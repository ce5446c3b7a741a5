//! Blob storage port for event images.

use async_trait::async_trait;
use thiserror::Error;

pub mod local;

pub use local::LocalObjectStore;

/// Bucket holding uploaded event images.
pub const EVENT_IMAGES_BUCKET: &str = "event-images";

#[derive(Debug, Error)]
pub enum StorageError {
    #[error("invalid object path: {0}")]
    InvalidPath(String),

    #[error("object already exists: {0}")]
    AlreadyExists(String),

    #[error("storage io error: {0}")]
    Io(#[from] std::io::Error),
}

#[async_trait]
pub trait ObjectStore: Send + Sync {
    /// Store `bytes` at `bucket/path` and return its public URL.
    /// Never overwrites an existing object.
    async fn put(&self, bucket: &str, path: &str, bytes: &[u8]) -> Result<String, StorageError>;

    /// Remove `bucket/path`. Removing a missing object is not an error.
    async fn delete(&self, bucket: &str, path: &str) -> Result<(), StorageError>;
}
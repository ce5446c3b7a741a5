use std::collections::HashMap;
use std::sync::Arc;

use chrono::Utc;
use tracing::{info, instrument};
use uuid::Uuid;

use crate::db::{RegistrationFilter, Store, StoreError};
use crate::models::{
    Event, EventStatus, Profile, Registration, RegistrationCheck, RegistrationStatus,
    RegistrationWithEvent, RegistrationWithUser,
};
use crate::utils::error::AppError;

/// RSVP lifecycle: `registered` is the only non-terminal state and the only
/// one a registration can be created in.
#[derive(Clone)]
pub struct RegistrationService {
    store: Arc<dyn Store>,
}

impl RegistrationService {
    pub fn new(store: Arc<dyn Store>) -> Self {
        Self { store }
    }

    /// Create an active registration.
    ///
    /// Duplicate and capacity checks happen atomically inside the store; a
    /// second concurrent call for the same pair fails with
    /// [`AppError::AlreadyRegistered`].
    #[instrument(
        name = "registrations.register",
        skip_all,
        fields(event_id = %event_id, user_id = %user_id)
    )]
    pub async fn register_for_event(
        &self,
        event_id: Uuid,
        user_id: Uuid,
        notes: Option<String>,
    ) -> Result<Registration, AppError> {
        let event = self.find_event(event_id).await?;
        if event.status != EventStatus::Published {
            return Err(AppError::ValidationError(format!(
                "Event is {} and not open for registration",
                event.status.as_str()
            )));
        }
        if !event.rsvp_enabled {
            return Err(AppError::ValidationError(
                "RSVP is disabled for this event".into(),
            ));
        }
        if !event.accepts_rsvp_at(Utc::now()) {
            return Err(AppError::ValidationError(
                "The RSVP deadline has passed".into(),
            ));
        }

        let notes = notes.filter(|n| !n.trim().is_empty());
        let registration = self
            .store
            .insert_registration(Registration::new(event_id, user_id, notes))
            .await
            .map_err(|e| match e {
                StoreError::UniqueViolation { .. } => AppError::AlreadyRegistered,
                other => other.into(),
            })?;

        info!(registration_id = %registration.id, "Registered for event");
        Ok(registration)
    }

    /// `registered → cancelled`, by the attendee or the event's organizer.
    #[instrument(name = "registrations.cancel", skip(self, actor), fields(actor_id = %actor.id))]
    pub async fn cancel_registration(
        &self,
        actor: &Profile,
        registration_id: Uuid,
    ) -> Result<Registration, AppError> {
        let registration = self.find_registration(registration_id).await?;
        if registration.user_id != actor.id {
            let event = self.find_event(registration.event_id).await?;
            if !event.is_owned_by(actor.id) {
                return Err(AppError::Forbidden(
                    "Only the attendee or the organizer can cancel this registration".into(),
                ));
            }
        }
        self.transition(&registration, RegistrationStatus::Cancelled)
            .await
    }

    /// `registered → attended`, by the event's organizer.
    #[instrument(name = "registrations.attend", skip(self, actor), fields(actor_id = %actor.id))]
    pub async fn mark_attended(
        &self,
        actor: &Profile,
        registration_id: Uuid,
    ) -> Result<Registration, AppError> {
        let registration = self.find_registration(registration_id).await?;
        let event = self.find_event(registration.event_id).await?;
        if !event.is_owned_by(actor.id) {
            return Err(AppError::Forbidden(
                "Only the organizer can mark attendance".into(),
            ));
        }
        self.transition(&registration, RegistrationStatus::Attended)
            .await
    }

    pub async fn is_user_registered(
        &self,
        event_id: Uuid,
        user_id: Uuid,
    ) -> Result<RegistrationCheck, AppError> {
        let registration = self
            .store
            .find_active_registration(event_id, user_id)
            .await?;
        Ok(RegistrationCheck {
            is_registered: registration.is_some(),
            registration,
        })
    }

    pub async fn get_user_registrations(
        &self,
        user_id: Uuid,
    ) -> Result<Vec<RegistrationWithEvent>, AppError> {
        let registrations = self
            .store
            .list_registrations(&RegistrationFilter {
                user_id: Some(user_id),
                ..RegistrationFilter::default()
            })
            .await?;

        let mut events: HashMap<Uuid, Option<Event>> = HashMap::new();
        let mut joined = Vec::with_capacity(registrations.len());
        for registration in registrations {
            if !events.contains_key(&registration.event_id) {
                let event = self.store.find_event(registration.event_id).await?;
                events.insert(registration.event_id, event);
            }
            joined.push(RegistrationWithEvent {
                event: events.get(&registration.event_id).cloned().flatten(),
                registration,
            });
        }
        Ok(joined)
    }

    /// Organizer view of everyone who registered for `event_id`.
    pub async fn get_event_registrations(
        &self,
        actor: &Profile,
        event_id: Uuid,
    ) -> Result<Vec<RegistrationWithUser>, AppError> {
        let event = self.find_event(event_id).await?;
        if !event.is_owned_by(actor.id) {
            return Err(AppError::Forbidden(
                "Only the organizer can view registrations".into(),
            ));
        }

        let registrations = self
            .store
            .list_registrations(&RegistrationFilter {
                event_id: Some(event_id),
                ..RegistrationFilter::default()
            })
            .await?;
        let user_ids: Vec<Uuid> = registrations.iter().map(|r| r.user_id).collect();
        let users: HashMap<Uuid, Profile> = self
            .store
            .find_profiles(&user_ids)
            .await?
            .into_iter()
            .map(|p| (p.id, p))
            .collect();

        Ok(registrations
            .into_iter()
            .map(|registration| RegistrationWithUser {
                user: users.get(&registration.user_id).cloned(),
                registration,
            })
            .collect())
    }

    /// Checks `current.status → to` against the status table, then applies it
    /// as a compare-and-set so a concurrent change in between is rejected too.
    async fn transition(
        &self,
        current: &Registration,
        to: RegistrationStatus,
    ) -> Result<Registration, AppError> {
        if !current.status.can_transition_to(to) {
            return Err(AppError::InvalidTransition(if current.status.is_terminal() {
                format!("registration is already {}", current.status.as_str())
            } else {
                format!(
                    "registration cannot move from {} to {}",
                    current.status.as_str(),
                    to.as_str()
                )
            }));
        }
        let registration = self
            .store
            .transition_registration(current.id, current.status, to)
            .await?;
        info!(
            registration_id = %registration.id,
            status = registration.status.as_str(),
            "Registration status changed"
        );
        Ok(registration)
    }

    async fn find_registration(&self, id: Uuid) -> Result<Registration, AppError> {
        self.store
            .find_registration(id)
            .await?
            .ok_or_else(|| AppError::NotFound(format!("Registration with id '{id}' was not found")))
    }

    async fn find_event(&self, id: Uuid) -> Result<Event, AppError> {
        self.store
            .find_event(id)
            .await?
            .ok_or_else(|| AppError::NotFound(format!("Event with id '{id}' was not found")))
    }
}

:::

> **Work order**:
Go through the material above and return each line that holds the word "found".

> **Answer to this task**:
            .ok_or_else(|| AppError::NotFound(format!("Registration with id '{id}' was not found")))
            .ok_or_else(|| AppError::NotFound(format!("Event with id '{id}' was not found")))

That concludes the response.